> **TASK DIRECTIONS**
Each line of the entries that mentions the string "Landing" needs to be reported.

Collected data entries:
= = = = =

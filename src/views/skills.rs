use dioxus::prelude::*;

struct Skill {
    name: &'static str,
    level: u8,
    projects: &'static [&'static str],
}

struct SkillCategory {
    title: &'static str,
    skills: &'static [Skill],
}

const SKILL_CATEGORIES: &[SkillCategory] = &[
    SkillCategory {
        title: "🧠 Languages",
        skills: &[
            Skill { name: "JavaScript", level: 85, projects: &["Portfolio Site", "Todo App", "Weather App"] },
            Skill { name: "TypeScript", level: 75, projects: &["This Portfolio", "Shopping Cart"] },
            Skill { name: "HTML", level: 90, projects: &["Various Websites", "Landing Pages"] },
            Skill { name: "CSS", level: 88, projects: &["Responsive Designs", "Animation Effects"] },
        ],
    },
    SkillCategory {
        title: "⚛️ Frameworks",
        skills: &[
            Skill { name: "React", level: 85, projects: &["This Portfolio", "E-commerce Site"] },
            Skill { name: "Next.js", level: 70, projects: &["Blog Website", "Landing Pages"] },
            Skill { name: "Vue.js", level: 60, projects: &["Small Projects", "Learning Demos"] },
            Skill { name: "Express.js", level: 65, projects: &["API Backends", "Simple Servers"] },
        ],
    },
    SkillCategory {
        title: "🎨 UI & Design",
        skills: &[
            Skill { name: "Tailwind CSS", level: 80, projects: &["This Portfolio", "Responsive Sites"] },
            Skill { name: "Framer Motion", level: 70, projects: &["Portfolio Animations", "Page Transitions"] },
            Skill { name: "Three.js", level: 60, projects: &["Learning Projects", "This Portfolio"] },
            Skill { name: "Bootstrap", level: 75, projects: &["Quick Prototypes", "Client Projects"] },
        ],
    },
    SkillCategory {
        title: "🛠️ Tools & Others",
        skills: &[
            Skill { name: "Git", level: 80, projects: &["Version Control", "GitHub Projects"] },
            Skill { name: "Node.js", level: 70, projects: &["Backend APIs", "Build Tools"] },
            Skill { name: "MongoDB", level: 65, projects: &["Database Projects", "CRUD Apps"] },
            Skill { name: "AI APIs", level: 50, projects: &["This Chat Feature", "Learning Projects"] },
        ],
    },
];

const FUN_STATS: &[(&str, &str)] = &[
    ("Projects Completed", "25+"),
    ("Lines of Code", "50K+"),
    ("Coffee Cups", "1000+"),
    ("Learning Hours", "500+"),
];

#[component]
pub fn Skills() -> Element {
    let mut hovered_skill = use_signal(|| Option::<&'static str>::None);

    rsx! {
        section { id: "skills", class: "section",
            div { class: "section-heading",
                h2 { class: "section-title neon-text", "Skills & Expertise" }
                p { class: "section-subtitle", "Technologies I use to bring ideas to life" }
            }

            div { class: "skills-grid",
                for category in SKILL_CATEGORIES {
                    div { class: "card glass",
                        h3 { class: "category-title", "{category.title}" }
                        div { class: "skill-list",
                            for skill in category.skills {
                                div {
                                    class: "skill",
                                    onmouseenter: move |_| hovered_skill.set(Some(skill.name)),
                                    onmouseleave: move |_| hovered_skill.set(None),
                                    div { class: "skill-label-row",
                                        span { "{skill.name}" }
                                        span { class: "text-primary skill-level", "{skill.level}%" }
                                    }
                                    div { class: "skill-bar",
                                        div {
                                            class: "skill-bar-fill",
                                            style: "width: {skill.level}%;",
                                        }
                                    }
                                    if hovered_skill() == Some(skill.name) {
                                        div { class: "skill-popover glass",
                                            p { class: "text-primary strong", "Used in:" }
                                            div { class: "badge-row",
                                                for project in skill.projects.iter().copied() {
                                                    span { class: "badge badge-secondary", "{project}" }
                                                }
                                            }
                                        }
                                    }
                                }
                            }
                        }
                    }
                }
            }

            div { class: "stats-grid",
                for (label, value) in FUN_STATS.iter().copied() {
                    div { class: "card glass stat-card",
                        div { class: "stat-value text-primary", "{value}" }
                        div { class: "text-muted", "{label}" }
                    }
                }
            }
        }
    }
}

= = = = =

> **TASK RESPONSE**
            Skill { name: "HTML", level: 90, projects: &["Various Websites", "Landing Pages"] },
            Skill { name: "Next.js", level: 70, projects: &["Blog Website", "Landing Pages"] },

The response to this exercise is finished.